Released at the IAFF Dominick F. Barbera EMS Conference in Houston, Texas, in June, the 13-page report – written and prepared by top EMS physicians – outlines the time-critical role fire-based EMS provides, and stresses the need to educate policymakers about the importance of fire-based EMS.

“As the federal, state and local governments consider their strategic plans for an “all hazards” emergency response system, EMS should be included in those considerations and decision makers should recognize that the U.S. fire service is the most ideal prehospital 9-1-1 emergency response agency,” said researchers, who included Franklin D. Pratt, M.D., FACEP, medical director for the Los Angeles County Fire Department; Steven Katz, M.D., FACEP, EMT-P, associate medical director for Palm Beach (Fla.) County Fire Rescue; Paul E. Pope, M.D., MPH, professor of medicine, surgery, public health and chair, emergency medicine, at the University of Texas Southwestern Medical Center and the Parkland Health and Hospital System; and David Persse, M.D., EMT-P, FACEP, physician director, Houston Fire Department Emergency Medical Services.
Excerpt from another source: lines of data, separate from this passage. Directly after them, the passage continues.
use std::cell::RefCell;
use std::rc::Rc;

use pretty_assertions::assert_eq;

use super::*;
use crate::error::Unwind;
use crate::hooks::{after_super, before_super};

#[test]
fn test_domain_add_is_idempotent() {
	let mut rt = Runtime::new();
	let foo = rt.define("foo", 0u8);
	let domain = rt.define_domain("d");

	rt.domain_add(domain, foo).unwrap();
	rt.domain_add(domain, foo).unwrap();
	assert_eq!(rt.domain_members(domain), &[Implant::Symbol(foo.id())]);
	assert_eq!(rt.define_domain("d"), domain);
	assert_eq!(rt.lookup_domain("d"), Some(domain));
}

#[test]
fn test_domain_cycle_is_rejected() {
	let mut rt = Runtime::new();
	let outer = rt.define_domain("outer");
	let inner = rt.define_domain("inner");
	rt.domain_add(outer, inner).unwrap();

	let err = rt.domain_add(inner, outer).unwrap_err();
	assert!(matches!(err, Unwind::Fault(RuntimeError::DomainCycle { .. })));
	let err = rt.domain_add(inner, inner).unwrap_err();
	assert!(matches!(err, Unwind::Fault(RuntimeError::DomainCycle { .. })));
	assert!(rt.domain_contains(outer, inner));
	assert!(!rt.domain_contains(inner, outer));
}

#[test]
fn test_subclass_domain_and_superconstructor() {
	let mut rt = Runtime::new();
	let parent = rt.define_class("shape", None).unwrap();
	let child = rt.define_class("circle", Some(parent)).unwrap();

	assert!(rt.domain_contains(rt.class_domain(child), rt.class_domain(parent)));
	assert_eq!(rt.hook_name(rt.class_constructor(child)), "circle:construct");

	let before: Vec<_> = rt
		.handlers(rt.class_constructor(child), Band::Before)
		.map(|entry| (entry.tag.id.to_string(), entry.tag.class.to_string()))
		.collect();
	assert_eq!(before, vec![("shape".to_string(), SUPERCONSTRUCTOR.to_string())]);
	assert_eq!(rt.handlers(rt.class_constructor(parent), Band::Before).count(), 0);
}

#[test]
fn test_define_class_twice_returns_first() {
	let mut rt = Runtime::new();
	let first = rt.define_class("shape", None).unwrap();
	assert_eq!(rt.define_class("shape", None).unwrap(), first);
	assert_eq!(rt.class_count(), 1);
	assert_eq!(rt.lookup_class("shape"), Some(first));
	assert_eq!(rt.class_name(first), "shape");
}

#[test]
fn test_superconstructor_runs_first() {
	let mut rt = Runtime::new();
	let x = rt.define("x", 0u32);
	let parent = rt.define_class("parent", None).unwrap();
	let parent_domain = rt.class_domain(parent);
	rt.domain_add(parent_domain, x).unwrap();
	let child = rt.define_class("child", Some(parent)).unwrap();

	rt.add_hook(
		rt.class_constructor(parent),
		Band::Main,
		HookEntry::new("init-x", move |rt: &mut Runtime| {
			rt.set(x, 1);
			Ok(())
		}),
	)
	.unwrap();
	rt.add_hook(
		rt.class_constructor(child),
		Band::Main,
		HookEntry::new("bump-x", move |rt: &mut Runtime| {
			rt.update(x, |value| value + 1);
			Ok(())
		}),
	)
	.unwrap();

	let obj = rt.new_object(None);
	assert_eq!(rt.class_construct(child, obj, |_| Ok(())), Ok(HookOutcome::Completed));
	assert_eq!(rt.get_in(obj, x), 2);
	assert_eq!(rt.get(x), 0);
	assert_eq!(rt.depth(), 0);
}

#[test]
fn test_super_constraints_order_before_band() {
	let mut rt = Runtime::new();
	let parent = rt.define_class("parent", None).unwrap();
	let child = rt.define_class("child", Some(parent)).unwrap();
	let log = Rc::new(RefCell::new(Vec::new()));

	let sink = log.clone();
	rt.add_hook(
		rt.class_constructor(parent),
		Band::Main,
		HookEntry::new("parent-body", move |_: &mut Runtime| {
			sink.borrow_mut().push("parent");
			Ok(())
		}),
	)
	.unwrap();
	let sink = log.clone();
	rt.add_hook(
		rt.class_constructor(child),
		Band::Before,
		HookEntry::new("late", move |_: &mut Runtime| {
			sink.borrow_mut().push("after-super");
			Ok(())
		})
		.constraint(after_super),
	)
	.unwrap();
	let sink = log.clone();
	rt.add_hook(
		rt.class_constructor(child),
		Band::Before,
		HookEntry::new("early", move |_: &mut Runtime| {
			sink.borrow_mut().push("before-super");
			Ok(())
		})
		.constraint(before_super),
	)
	.unwrap();

	let obj = rt.new_object(None);
	rt.class_construct(child, obj, |_| Ok(())).unwrap();
	assert_eq!(*log.borrow(), vec!["before-super", "parent", "after-super"]);
}

#[test]
fn test_init_passes_arguments_through_context() {
	let mut rt = Runtime::new();
	let radius = rt.define("radius", 0u32);
	let area = rt.define("area", 0u32);
	let circle = rt.define_class("circle", None).unwrap();
	let domain = rt.class_domain(circle);
	rt.domain_add(domain, radius).unwrap();
	rt.domain_add(domain, area).unwrap();
	rt.add_hook(
		rt.class_constructor(circle),
		Band::Main,
		HookEntry::new("area", move |rt: &mut Runtime| {
			let r = rt.get(radius);
			rt.set(area, 3 * r * r);
			Ok(())
		}),
	)
	.unwrap();

	let obj = rt
		.new_instance(circle, None, move |rt| {
			rt.set(radius, 2);
			Ok(())
		})
		.unwrap();
	assert_eq!(rt.get_in(obj, area), 12);
	assert!(rt.is_implanted(obj, radius));
}

#[test]
fn test_is_subclass_walks_parents() {
	let mut rt = Runtime::new();
	let base = rt.define_class("base", None).unwrap();
	let middle = rt.define_class("middle", Some(base)).unwrap();
	let leaf = rt.define_class("leaf", Some(middle)).unwrap();
	let other = rt.define_class("other", None).unwrap();

	assert!(rt.is_subclass(leaf, base));
	assert!(rt.is_subclass(leaf, leaf));
	assert!(!rt.is_subclass(base, leaf));
	assert!(!rt.is_subclass(leaf, other));
	assert_eq!(rt.class_parent(leaf), Some(middle));
}

#[test]
fn test_class_of_name_unknown_faults() {
	let mut rt = Runtime::new();
	let err = rt.class_of_name("ghost").unwrap_err();
	assert!(matches!(err, Unwind::Fault(RuntimeError::UnknownName { kind: "class", .. })));
}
“The men and women of the IAFF are answering the calls for natural and man-made disasters, auto accidents, swift water and high angle rescues and hazardous materials and WMD incidents, but all of those calls combined do not equal the call volume in virtually every jurisdiction for medical emergencies,” said IAFF General President Harold Schaitberger in his keynote to delegates. “EMS is literally 'under fire' in most major cities, and that's what we've worked hard to achieve: a multi-role, all hazards approach to emergency response.”
The whitepaper is intended to help organizations as they continue efforts to educate local, state and federal officials about the role of fire-based EMS.

According to the white paper, the fire service can be configured many was to deliver prehospital 9-1-1 emergency medical care such as the following general configurations:

  • Fire service-based system using cross-trained/multi-role firefighters. Firefighters are all-hazards responders, prepared to handle any situation that may arise at a scene including patient care and transport.
  • Fire-service based system using employees who are not cross-trained as fire suppression personnel. Single-role EMS-trained responders accompanying firefighter first responders on 9-1-1 emergency medical calls.
  • Combined system using the fire department for emergency response and a private and “third-service” (police, fire, EMS) provider for transportation support. Single-role emergency medical technicians and paramedics accompany firefighters first responders to emergency scenes to provide patient transport in a private or third-service ambulance.

“While there are pros and cons to the various system approaches, the emergency medicine EM literature indicates that the most likely time to create error in medical care is when care is transferred from one provider to another in a relatively short encounter time,” said researchers. “Such circumstances require that the fire service regularly exercise the leadership needed to ensure that integration of the parts of the prehospital emergency care system are coordinated well, with maximum benefit to the patient and minimum risk to the community.”